If you’re feeling unsettled, anxious or agitated about things beyond your control, and your mind spinning at an impossible rate, with you unable to focus—that’s monkey mind. This point is calming to your entire being, easing this emotional restlessness, overthinking, and anxiety, creative and otherwise, and is the ultimate acupressure point to chill you out.

  • Take a deep, luxurious breath & exhale with a little force—breathing out any built-up tension.
  • Become aware of how you are holding yourself—scan your body for any places you’ve subconsciously tensed or tightened — relaxing each — in turn letting go of that tension.
  • Breathe gently but do not force it—simply allow your breath to find its own natural depth & rhythm.
  • Acu IP third eye CROP

    ‘Yin Tang’ or the third eye point is at centre of the eyebrows, in the subtle indentation in the centre of the forehead.
  • Close your eyes & using the gentlest pressure, lightly press this point.
  • Facial points do not need a lot of pressure, often working far more effectively with a gentle approach. You’ll likely feel a subtle pulse.
  • As you gently press the point imagine that your fingertip is white-hot & your forehead the purest gold.
  • Visualise your fingertip melting into the gold — & stay with this feeling — letting yourself focus on its tip as it penetrates, metaphorically of course.
  • After a minute or likely less, a tingling feeling radiates through your face & skull, as your mind & body reconnect in presence & you too find yourself stilled, gently retuned to the moment—though the effects magnify after the practice.
  • Continue to hold your finger here in stillness—until all mental tension dissipates, with you clear in mind, & calm in body.
  • Then gradually lessen the pressure & ever so slowly lift your finger off the point, which may feel like it’s still being pressed for a little while afterwards.
  • Enjoy this ensuing peacefulness, clarity & calm—then start creating again.

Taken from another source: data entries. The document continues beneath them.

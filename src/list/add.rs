// This file is part of bounded-list.
// SPDX-License-Identifier: MIT OR Apache-2.0

// Crate imports
use crate::{error::Error, list::BoundedList, trace::refused};

impl<T, const N: usize> BoundedList<T, N> {
    /// Appends `item` at index `count`.
    ///
    /// Returns [`Error::Full`] when at capacity; `item` is dropped and the
    /// list is left unchanged.
    #[inline]
    pub fn add(&mut self, item: T) -> Result<(), Error> {
        if self.is_full() {
            return Err(refused("add", Error::Full, self.len, Self::CAPACITY));
        }
        let len = self.live_len();
        self.buf[len] = item;
        self.len += 1;
        Ok(())
    }
}
// This file is part of bounded-list.
// SPDX-License-Identifier: MIT OR Apache-2.0

// Crate imports
use crate::{
    error::Error,
    list::{BoundedList, Index},
    trace::refused,
};

// Core imports
use core::cmp::Ordering;

impl<T: Default, const N: usize> BoundedList<T, N> {
    /// Resizes to `new_size` live elements.
    ///
    /// Growing appends `T::default()` values; shrinking drops the tail.
    /// Returns [`Error::Full`] if `new_size > N`, leaving the list unchanged.
    #[inline]
    pub fn resize(&mut self, new_size: Index) -> Result<(), Error> {
        if new_size > Self::CAPACITY {
            return Err(refused("resize", Error::Full, self.len, Self::CAPACITY));
        }
        let len = self.live_len();
        let new_len = usize::from(new_size);
        match new_len.cmp(&len) {
            Ordering::Equal => {}
            Ordering::Less => self.buf[new_len..len].fill_with(T::default),
            Ordering::Greater => self.buf[len..new_len].fill_with(T::default),
        }
        self.len = new_size;
        Ok(())
    }
}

You may like to fuse this with GV 20, also called Ba Hui or the ‘One Hundred Meeting’ point, which has the effect of waking you up, giving fresh insight, along with many other benefits that naturally enhance your creativity [click me to read more on GV 20]

  • Press Ba Hui or GV 20 with your right hand.
  • Simultaneously gently press Yin Tang or GV 24.5 with your left.
  • Keep breathing gently for about a minute.
Acu IP third eye ba hui gv 26

“Within you there is a stillness and a sanctuary to which you can retreat at any time and be yourself.” ~ Herman Hesse

If you enjoyed this humble offering, there’s a single healing creative tool every month. For a sequence of healing practices and techniques, you may enjoy: 7-Step Process to Align Body, Mind and Soul for Optimum Creativity.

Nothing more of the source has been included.